You don’t deserve praise for something unless you did it deliberately
Deserve Praise for something --> you did something deliberately
Necessary condition
Doing something deliberately is a necessary condition for deserving praise for something


If you do something deliberately then you deserve praise for it
Do something deliberately ->you deserve praise for it
It would be saying that doing something deliberately is a sufficient condition for deserving praise for it

Comments

  • brennanbrennan Member
    50 karma
    I don't really understand what you're asking.

    Those sentences mean exactly the same thing.

    "P is a sufficient condition for Q" means exactly the same thing as "Q is a necessary condition for P".
  • Giant PandaGiant Panda Alum Member
    274 karma
    A focus on grammar will defintely pay off, especially when you are doing...almost all difficult level questions.
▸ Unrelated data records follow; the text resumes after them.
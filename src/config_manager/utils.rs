use std::fs;
use std::path::Path;
use anyhow::Result;
use regex::Regex;
use serde_json::Value;
use tracing::debug;

use crate::config_manager::main::Config;

/// Read a JSON-LD, JSON or YAML configuration file into a JSON value,
/// substituting `${VAR_NAME}` placeholders from the environment
pub fn read_config_value(config_path: &str) -> Result<Value> {
    if !Path::new(config_path).exists() {
        anyhow::bail!("Configuration file not found: {}", config_path);
    }

    let content = load_text_file_with_guess_encoding(config_path)?;
    if content.trim().is_empty() {
        anyhow::bail!("Configuration file is empty: {}", config_path);
    }

    let content = substitute_env_vars(&content)?;

    let path_lower = config_path.to_lowercase();
    let value = if path_lower.ends_with(".yaml") || path_lower.ends_with(".yml") {
        serde_yaml::from_str::<Value>(&content)?
    } else {
        serde_json::from_str::<Value>(&content)?
    };

    debug!("Read configuration from {}", config_path);
    Ok(value)
}

/// Replace `${VAR_NAME}` with the variable's value, leaving unknown variables untouched
pub fn substitute_env_vars(content: &str) -> Result<String> {
    let pattern = Regex::new(r"\$\{(\w+)\}")?;
    let replaced = pattern.replace_all(content, |caps: &regex::Captures| {
        std::env::var(&caps[1]).unwrap_or_else(|_| caps[0].to_string())
    });
    Ok(replaced.into_owned())
}

/// Validate configuration data against the Config model
pub fn validate_config(config_data: Value) -> Result<Config> {
    let config: Config = serde_json::from_value(config_data)?;
    config
        .translator_config
        .validate()
        .map_err(|e| anyhow::anyhow!("Invalid translator_config: {}", e))?;
    Ok(config)
}

/// Load text file with encoding detection
pub fn load_text_file_with_guess_encoding(file_path: &str) -> Result<String> {
    let mut bytes = fs::read(file_path)?;

    // strip UTF-8 BOM
    if bytes.starts_with(&[0xEF, 0xBB, 0xBF]) {
        bytes.drain(0..3);
    }

    match String::from_utf8(bytes) {
        Ok(content) => Ok(content),
        Err(e) => {
            let bytes = e.into_bytes();
            let (cow, _, had_errors) = encoding_rs::GBK.decode(&bytes);
            if had_errors {
                debug!("{} is neither UTF-8 nor GBK, decoding lossily", file_path);
                Ok(String::from_utf8_lossy(&bytes).into_owned())
            } else {
                Ok(cow.into_owned())
            }
        }
    }
}
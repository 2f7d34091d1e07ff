use std::time::Duration;

use anyhow::Result;
use reqwest::Client;
use serde::{Deserialize, Serialize};

use crate::translate::TranslateResponse;

/// Client for an HTTP inference service hosting the translation checkpoint
#[derive(Debug, Clone)]
pub struct InferenceServiceClient {
    client: Client,
    base_url: String,
}

/// Wire format of `POST /translate`
#[derive(Debug, Serialize, Deserialize)]
pub struct ServiceTranslateRequest {
    pub text: String,
    pub src_lang: String,
    pub tgt_lang: String,
}

impl InferenceServiceClient {
    pub fn new(base_url: String, timeout: Duration) -> Result<Self> {
        let client = Client::builder().timeout(timeout).build()?;
        Ok(Self {
            client,
            base_url: base_url.trim_end_matches('/').to_string(),
        })
    }

    pub fn base_url(&self) -> &str {
        &self.base_url
    }

    pub async fn translate(
        &self,
        request: &ServiceTranslateRequest,
    ) -> Result<TranslateResponse, reqwest::Error> {
        let url = format!("{}/translate", self.base_url);
        let response = self.client.post(&url).json(request).send().await?;
        let result: TranslateResponse = response.error_for_status()?.json().await?;
        Ok(result)
    }

    pub async fn health_check(&self) -> Result<bool, reqwest::Error> {
        let url = format!("{}/health", self.base_url);
        let response = self.client.get(&url).send().await?;
        Ok(response.status().is_success())
    }
}
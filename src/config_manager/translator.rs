use serde::{Deserialize, Serialize};
use std::path::PathBuf;

/// Backend that runs the translation model
#[derive(Debug, Clone, Copy, PartialEq, Eq, Serialize, Deserialize)]
pub enum TranslatorBackend {
    /// In-process ONNX Runtime inference
    #[serde(rename = "onnx_m2m100")]
    OnnxM2M100,
    /// HTTP inference service hosting the checkpoint
    #[serde(rename = "remote")]
    Remote,
}

impl TranslatorBackend {
    pub fn as_str(&self) -> &'static str {
        match self {
            TranslatorBackend::OnnxM2M100 => "onnx_m2m100",
            TranslatorBackend::Remote => "remote",
        }
    }
}

/// Configuration for the remote inference service
#[derive(Debug, Clone, Serialize, Deserialize)]
pub struct RemoteTranslatorConfig {
    #[serde(rename = "base_url")]
    #[serde(default = "default_base_url")]
    pub base_url: String,

    #[serde(rename = "timeout_secs")]
    #[serde(default = "default_timeout_secs")]
    pub timeout_secs: u64,
}

fn default_base_url() -> String {
    "http://localhost:8000".to_string()
}

fn default_timeout_secs() -> u64 {
    120
}

impl Default for RemoteTranslatorConfig {
    fn default() -> Self {
        Self {
            base_url: default_base_url(),
            timeout_secs: default_timeout_secs(),
        }
    }
}

/// Translation model settings
#[derive(Debug, Clone, Serialize, Deserialize)]
pub struct TranslatorConfig {
    #[serde(default = "default_backend")]
    pub backend: TranslatorBackend,

    #[serde(rename = "model_name")]
    #[serde(default = "default_model_name")]
    pub model_name: String,

    #[serde(rename = "model_dir")]
    #[serde(default = "default_model_dir")]
    pub model_dir: PathBuf,

    #[serde(rename = "max_new_tokens")]
    #[serde(default = "default_max_new_tokens")]
    pub max_new_tokens: usize,

    /// Overrides the checkpoint's beam count; 1 selects greedy decoding
    #[serde(rename = "num_beams")]
    #[serde(default)]
    #[serde(skip_serializing_if = "Option::is_none")]
    pub num_beams: Option<usize>,

    #[serde(rename = "intra_threads")]
    #[serde(default = "default_intra_threads")]
    pub intra_threads: usize,

    #[serde(default)]
    pub remote: RemoteTranslatorConfig,
}

fn default_backend() -> TranslatorBackend {
    TranslatorBackend::OnnxM2M100
}

fn default_model_name() -> String {
    "facebook/m2m100_418M".to_string()
}

fn default_model_dir() -> PathBuf {
    PathBuf::from("models/m2m100_418M")
}

fn default_max_new_tokens() -> usize {
    200
}

fn default_intra_threads() -> usize {
    4
}

impl TranslatorConfig {
    pub fn validate(&self) -> Result<(), String> {
        if self.max_new_tokens == 0 {
            return Err("max_new_tokens must be greater than zero".to_string());
        }
        if self.num_beams == Some(0) {
            return Err("num_beams must be greater than zero".to_string());
        }
        if self.intra_threads == 0 {
            return Err("intra_threads must be greater than zero".to_string());
        }
        if self.backend == TranslatorBackend::Remote && self.remote.base_url.is_empty() {
            return Err("remote.base_url is required for the remote backend".to_string());
        }
        Ok(())
    }
}

impl Default for TranslatorConfig {
    fn default() -> Self {
        Self {
            backend: default_backend(),
            model_name: default_model_name(),
            model_dir: default_model_dir(),
            max_new_tokens: default_max_new_tokens(),
            num_beams: None,
            intra_threads: default_intra_threads(),
            remote: RemoteTranslatorConfig::default(),
        }
    }
}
    What makes something SA or NA depending on the signal condition that the sentence gives. In the 2 examples you give, If is group 1 and what is introduced after is a sufficient condition. Unless is group 3, so that is a negate then sufficient. So pick either one idea and negate it and make it a sufficient.

    If you are asking for what makes something sufficient sufficient, then try to think about this. A sufficient condition guaranteed for the necessary condition to occur. In other words, the sufficient condition is like a hand bomb. Once you pull the trigger, it will just blow up. And the necessary condition is needed but if you pull it away, the sentence logic doesn't fall apart.

    To use an example by using an AK-47. (I am not a gun or military person, but it is just an very good for imagination).

    Sentence: If I pull the trigger of an loaded AK-47, the bullet will fly out.

    So in this case, the sufficient condition is that you pull the trigger. And in this gun, the bullet is flying out. Pulling the trigger is what gives the bullet flying out.

    Is this what you are asking?
  • Mr.lopezMr.lopez Legacy Member
    172 karma
    i dont know how else to explain this and this is right from lsacs book

    If you do something deliberately then you deserve praise for it
    Do something deliberately ->you deserve praise for it
    It would be saying that doing something deliberately is a sufficient condition for deserving praise for it


    you would say that this sentence EXPRESSES " the sufficient conditions for deserving praise for something"........ you would not say that this sentence "expresses necessary conditions for doing something deliberately"


    This is a fine point that I think a lot of people are missing, and I am trying to track down the exact way of knowing this. is it based on where the major subject of the conditional is
  • SamiSami Alum Member Sage 7Sage Tutor
    10721 karma
    @Mr.lopez said:
    If you do something deliberately then you deserve praise for it
    Do something deliberately ->you deserve praise for it
    @Mr.lopez said:
    you would say that this sentence EXPRESSES " the sufficient conditions for deserving praise for something"........ you would not say that this sentence "expresses necessary conditions for doing something deliberately"


    The sentence above both expresses both a sufficient and necessary condition. We have one of the sufficient condition that might lead someone to deserve praise. We also have one of the necessary condition stated in the sentence for doing something deliberately, because as soon as you do it, you deserve praise for it.

    I think a better way to see this is to understand the nature of the relationship between sufficient and necessary condition. There can be many sufficient condition for the necessary condition for deserving praise and doing something deliberately happens to be one of the sufficient conditions for deserving praise. And as soon as you do something deliberately you have to conclude that it deserved praise. Also the contrapositive relationship needs to understood here as well.

    I am not sure If I am missing the question that you are asking me. But I feel like you are stating that you cannot say that the sentence above expresses a necessary condition for doing something deliberately; but it does. That necessary condition is that you deserve praise for it. But its possible that its not the only necessary condition for doing something deliberately.